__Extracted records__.
◆ ◆ ◆ ◆
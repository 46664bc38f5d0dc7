use super::*;

#[test]
fn fills_both_placeholders() {
    let prompt = build("CONTEXT:\n{context_text}\nQ:{question_text}", "X", "Y")
        .expect("template is valid");
    assert_eq!(prompt, "CONTEXT:\nX\nQ:Y");
}

#[test]
fn missing_placeholder_is_an_error() {
    assert!(matches!(
        build("Q: {question_text}", "X", "Y"),
        Err(RagError::Template(_))
    ));
    assert!(matches!(
        build("C: {context_text}", "X", "Y"),
        Err(RagError::Template(_))
    ));
    assert!(matches!(build("", "X", "Y"), Err(RagError::Template(_))));
}

#[test]
fn substituted_values_are_not_reexpanded() {
    let template = PromptTemplate::new("{context_text} | {question_text}").expect("valid");
    let prompt = template.render("mentions {question_text}", "what is {context_text}?");
    assert_eq!(prompt, "mentions {question_text} | what is {context_text}?");
}

#[test]
fn repeated_placeholders_are_all_replaced() {
    let template =
        PromptTemplate::new("{question_text}\n{context_text}\n{question_text}").expect("valid");
    assert_eq!(template.render("C", "Q"), "Q\nC\nQ");
}

#[test]
fn default_template_renders() {
    let template = PromptTemplate::default();
    assert_eq!(template.as_str(), DEFAULT_PROMPT_TEMPLATE);

    let prompt = template.render("Canvas is billed per hour.", "How is Canvas billed?");
    assert!(prompt.contains("CONTEXT_TEXT:\nCanvas is billed per hour.\n"));
    assert!(prompt.contains("QUESTION:\nHow is Canvas billed?\n"));
    assert!(prompt.ends_with("ANSWER:\n"));
    assert!(!prompt.contains(CONTEXT_PLACEHOLDER));
}

#[test]
fn empty_values_are_allowed() {
    assert_eq!(
        build("[{context_text}][{question_text}]", "", "").expect("valid"),
        "[][]"
    );
}
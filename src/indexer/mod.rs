// Indexer module
// Upload pipeline: segment sources, embed segments, upsert in bounded batches

pub mod segments;


use indicatif::{ProgressBar, ProgressStyle};
use std::collections::HashSet;
use std::path::PathBuf;
use std::str::FromStr;
use std::sync::Arc;
use tokio::fs;
use tracing::{debug, error, info};

use crate::database::{IndexRecord, MAX_UPSERT_BATCH, Metadata, TEXT_KEY, TYPE_KEY, VectorIndex};
use crate::embeddings::Embedder;
use crate::{RagError, Result, run_blocking};

pub use segments::{Segment, segment_text};

/// Metadata key holding a segment's position within its source
pub const ORDINAL_KEY: &str = "ordinal";

/// A source file tagged with its type, e.g. `faq=./faq.txt`
#[derive(Debug, Clone, PartialEq, Eq)]
pub struct SourceDocument {
    pub source_type: String,
    pub path: PathBuf,
}

impl SourceDocument {
    #[inline]
    pub fn new(source_type: impl Into<String>, path: impl Into<PathBuf>) -> Self {
        Self {
            source_type: source_type.into(),
            path: path.into(),
        }
    }
}

impl FromStr for SourceDocument {
    type Err = RagError;

    #[inline]
    fn from_str(s: &str) -> Result<Self> {
        let (source_type, path) = s.split_once('=').ok_or_else(|| {
            RagError::Config(format!("expected <type>=<path>, got '{}'", s))
        })?;
        validate_source_type(source_type)?;
        if path.trim().is_empty() {
            return Err(RagError::Config(format!("missing path for source '{}'", s)));
        }
        Ok(Self::new(source_type, path))
    }
}

/// Source types become id prefixes, so keep them free of separators
#[inline]
pub fn validate_source_type(source_type: &str) -> Result<()> {
    let valid = !source_type.is_empty()
        && source_type
            .chars()
            .all(|c| c.is_ascii_alphanumeric() || c == '_' || c == '-');
    if valid {
        Ok(())
    } else {
        Err(RagError::Config(format!(
            "invalid source type '{}' (use letters, digits, '-' or '_')",
            source_type
        )))
    }
}

/// Counters reported after an upload
#[derive(Debug, Clone, Default, PartialEq, Eq)]
pub struct UploadStats {
    pub sources: usize,
    pub segments: usize,
    pub records_upserted: usize,
    pub batches_committed: usize,
}

/// Segments sources, embeds every segment and upserts the records.
///
/// Embedding is atomic per source: a failed source aborts the upload before
/// anything is written. Upserts are committed batch by batch, so a failure
/// after the first batch leaves earlier batches in the index and is reported
/// as [`RagError::PartialUpload`].
pub struct UploadPipeline {
    embedder: Arc<dyn Embedder>,
    index: Arc<dyn VectorIndex>,
    batch_size: usize,
}

impl UploadPipeline {
    #[inline]
    pub fn new(embedder: Arc<dyn Embedder>, index: Arc<dyn VectorIndex>) -> Self {
        Self {
            embedder,
            index,
            batch_size: MAX_UPSERT_BATCH,
        }
    }

    /// Records per upsert call, clamped to `1..=MAX_UPSERT_BATCH`
    #[inline]
    pub fn with_batch_size(mut self, batch_size: usize) -> Self {
        self.batch_size = batch_size.clamp(1, MAX_UPSERT_BATCH);
        self
    }

    #[inline]
    pub fn batch_size(&self) -> usize {
        self.batch_size
    }

    /// Read, segment, embed and upsert every source
    #[inline]
    pub async fn upload_sources(&self, sources: &[SourceDocument]) -> Result<UploadStats> {
        let mut seen = HashSet::new();
        for source in sources {
            validate_source_type(&source.source_type)?;
            if !seen.insert(source.source_type.as_str()) {
                return Err(RagError::Config(format!(
                    "source type '{}' given more than once",
                    source.source_type
                )));
            }
        }

        let mut segmented = Vec::with_capacity(sources.len());
        for source in sources {
            let raw = fs::read_to_string(&source.path).await.map_err(|e| {
                error!("Failed to read source {}: {}", source.path.display(), e);
                e
            })?;
            let segments = segment_text(&source.source_type, &raw);
            info!(
                "Read {} segments of type '{}' from {}",
                segments.len(),
                source.source_type,
                source.path.display()
            );
            segmented.push(segments);
        }

        self.upload_segments(segmented).await
    }

    /// Segment, embed and upsert text already in memory
    #[inline]
    pub async fn upload_text(&self, source_type: &str, raw: &str) -> Result<UploadStats> {
        validate_source_type(source_type)?;
        self.upload_segments(vec![segment_text(source_type, raw)])
            .await
    }

    async fn upload_segments(&self, sources: Vec<Vec<Segment>>) -> Result<UploadStats> {
        let total_segments: usize = sources.iter().map(Vec::len).sum();
        let mut stats = UploadStats {
            sources: sources.len(),
            segments: total_segments,
            ..UploadStats::default()
        };

        let bar = progress_bar(total_segments as u64, "Embedding");

        let mut records = Vec::with_capacity(total_segments);
        for segments in sources {
            if segments.is_empty() {
                continue;
            }
            let texts: Vec<String> = segments.iter().map(|s| s.text.clone()).collect();
            let embedder = Arc::clone(&self.embedder);
            let embeddings = run_blocking(move || embedder.embed_many(&texts)).await?;
            if embeddings.len() != segments.len() {
                return Err(RagError::Embedding(format!(
                    "embedder returned {} vectors for {} segments",
                    embeddings.len(),
                    segments.len()
                )));
            }

            records.extend(segments.into_iter().zip(embeddings).map(|(segment, embedding)| {
                IndexRecord {
                    id: segment.id(),
                    embedding,
                    metadata: segment_metadata(segment),
                }
            }));
            bar.set_position(records.len() as u64);
        }
        bar.finish_and_clear();

        // Refuse before the first batch so a wrong model never half-fills the index
        let expected = self.index.spec().dimension;
        if let Some(record) = records
            .iter()
            .find(|r| r.embedding.dimension() != expected)
        {
            return Err(RagError::DimensionMismatch {
                expected,
                actual: record.embedding.dimension(),
            });
        }

        let total_batches = records.len().div_ceil(self.batch_size);
        let bar = progress_bar(total_batches as u64, "Upserting");

        for batch in records.chunks(self.batch_size) {
            if let Err(e) = self.index.upsert(batch).await {
                bar.abandon();
                error!(
                    "Upsert failed after {}/{} batches: {}",
                    stats.batches_committed, total_batches, e
                );
                if stats.batches_committed == 0 {
                    return Err(e);
                }
                return Err(RagError::PartialUpload {
                    committed_batches: stats.batches_committed,
                    total_batches,
                    source: Box::new(e),
                });
            }
            stats.batches_committed += 1;
            stats.records_upserted += batch.len();
            bar.inc(1);
            debug!(
                "Committed batch {}/{} ({} records)",
                stats.batches_committed,
                total_batches,
                batch.len()
            );
        }
        bar.finish_and_clear();

        info!(
            "Uploaded {} records from {} sources in {} batches",
            stats.records_upserted, stats.sources, stats.batches_committed
        );
        Ok(stats)
    }
}

fn segment_metadata(segment: Segment) -> Metadata {
    let mut metadata = Metadata::new();
    metadata.insert(ORDINAL_KEY.to_string(), segment.ordinal.to_string());
    metadata.insert(TYPE_KEY.to_string(), segment.source_type);
    metadata.insert(TEXT_KEY.to_string(), segment.text);
    metadata
}

fn progress_bar(length: u64, action: &str) -> ProgressBar {
    let bar = if console::user_attended_stderr() {
        ProgressBar::new(length).with_style(
            ProgressStyle::with_template("{spinner} [{pos}/{len}] {msg}")
                .expect("style template is valid"),
        )
    } else {
        ProgressBar::hidden()
    };
    bar.set_message(action.to_string());
    bar
}
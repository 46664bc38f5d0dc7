use super::*;
use wiremock::matchers::{body_json, header, method, path};
use wiremock::{Mock, MockServer, ResponseTemplate};

#[test]
fn endpoint_keeps_base_path() {
    let base = Url::parse("http://localhost:8080/invocations/v1").expect("url should parse");
    let url = endpoint(&base, "/api/embed").expect("endpoint should join");
    assert_eq!(url.as_str(), "http://localhost:8080/invocations/v1/api/embed");

    let base = Url::parse("http://localhost:11434").expect("url should parse");
    let url = endpoint(&base, "api/generate").expect("endpoint should join");
    assert_eq!(url.as_str(), "http://localhost:11434/api/generate");
}

#[test]
fn retry_attempts_never_zero() {
    let transport = HttpTransport::new(Duration::from_secs(1)).with_retry_attempts(0);
    assert_eq!(transport.retry_attempts(), 1);
    assert_eq!(
        HttpTransport::new(Duration::from_secs(1)).retry_attempts(),
        DEFAULT_RETRY_ATTEMPTS
    );
}

#[tokio::test(flavor = "multi_thread")]
async fn post_json_sends_body() {
    let server = MockServer::start().await;
    Mock::given(method("POST"))
        .and(path("/predict"))
        .and(body_json(serde_json::json!({ "inputs": "hello" })))
        .respond_with(ResponseTemplate::new(200).set_body_string("ok"))
        .expect(1)
        .mount(&server)
        .await;

    let url = Url::parse(&format!("{}/predict", server.uri())).expect("url should parse");
    let transport = HttpTransport::new(Duration::from_secs(5));
    let body = serde_json::json!({ "inputs": "hello" });

    let response = tokio::task::spawn_blocking(move || transport.post_json(&url, &body))
        .await
        .expect("task should join");
    assert_eq!(response.expect("request should succeed"), "ok");
}

#[tokio::test(flavor = "multi_thread")]
async fn bearer_token_is_sent() {
    let server = MockServer::start().await;
    Mock::given(method("GET"))
        .and(path("/models"))
        .and(header("Authorization", "Bearer secret"))
        .respond_with(ResponseTemplate::new(200).set_body_string("[]"))
        .expect(1)
        .mount(&server)
        .await;

    let url = Url::parse(&format!("{}/models", server.uri())).expect("url should parse");
    let transport = HttpTransport::new(Duration::from_secs(5)).with_bearer_token("secret");

    let response = tokio::task::spawn_blocking(move || transport.get(&url))
        .await
        .expect("task should join");
    assert_eq!(response.expect("request should succeed"), "[]");
}

#[tokio::test(flavor = "multi_thread")]
async fn client_errors_are_not_retried() {
    let server = MockServer::start().await;
    Mock::given(method("GET"))
        .and(path("/missing"))
        .respond_with(ResponseTemplate::new(404))
        .expect(1)
        .mount(&server)
        .await;

    let url = Url::parse(&format!("{}/missing", server.uri())).expect("url should parse");
    let transport = HttpTransport::new(Duration::from_secs(5)).with_retry_attempts(3);

    let result = tokio::task::spawn_blocking(move || transport.get(&url))
        .await
        .expect("task should join");
    assert!(matches!(result, Err(TransportError::Status(404))));
}

#[tokio::test(flavor = "multi_thread")]
async fn server_errors_fail_without_retry_by_default() {
    let server = MockServer::start().await;
    Mock::given(method("GET"))
        .and(path("/flaky"))
        .respond_with(ResponseTemplate::new(503))
        .expect(1)
        .mount(&server)
        .await;

    let url = Url::parse(&format!("{}/flaky", server.uri())).expect("url should parse");
    let transport = HttpTransport::new(Duration::from_secs(5));

    let result = tokio::task::spawn_blocking(move || transport.get(&url))
        .await
        .expect("task should join");
    assert!(matches!(result, Err(TransportError::Status(503))));
}

#[test]
fn unreachable_host_is_connection_error() {
    let url = Url::parse("http://127.0.0.1:1/unreachable").expect("url should parse");
    let transport = HttpTransport::new(Duration::from_secs(2));

    let result = transport.get(&url);
    assert!(matches!(
        result,
        Err(TransportError::Connection(_) | TransportError::Timeout(_))
    ));
}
◆ ◆ ◆ ◆
In the entries above, find lines with "localhost" and copy each.

    let base = Url::parse("http://localhost:8080/invocations/v1").expect("url should parse");
    assert_eq!(url.as_str(), "http://localhost:8080/invocations/v1/api/embed");
    let base = Url::parse("http://localhost:11434").expect("url should parse");
    assert_eq!(url.as_str(), "http://localhost:11434/api/generate");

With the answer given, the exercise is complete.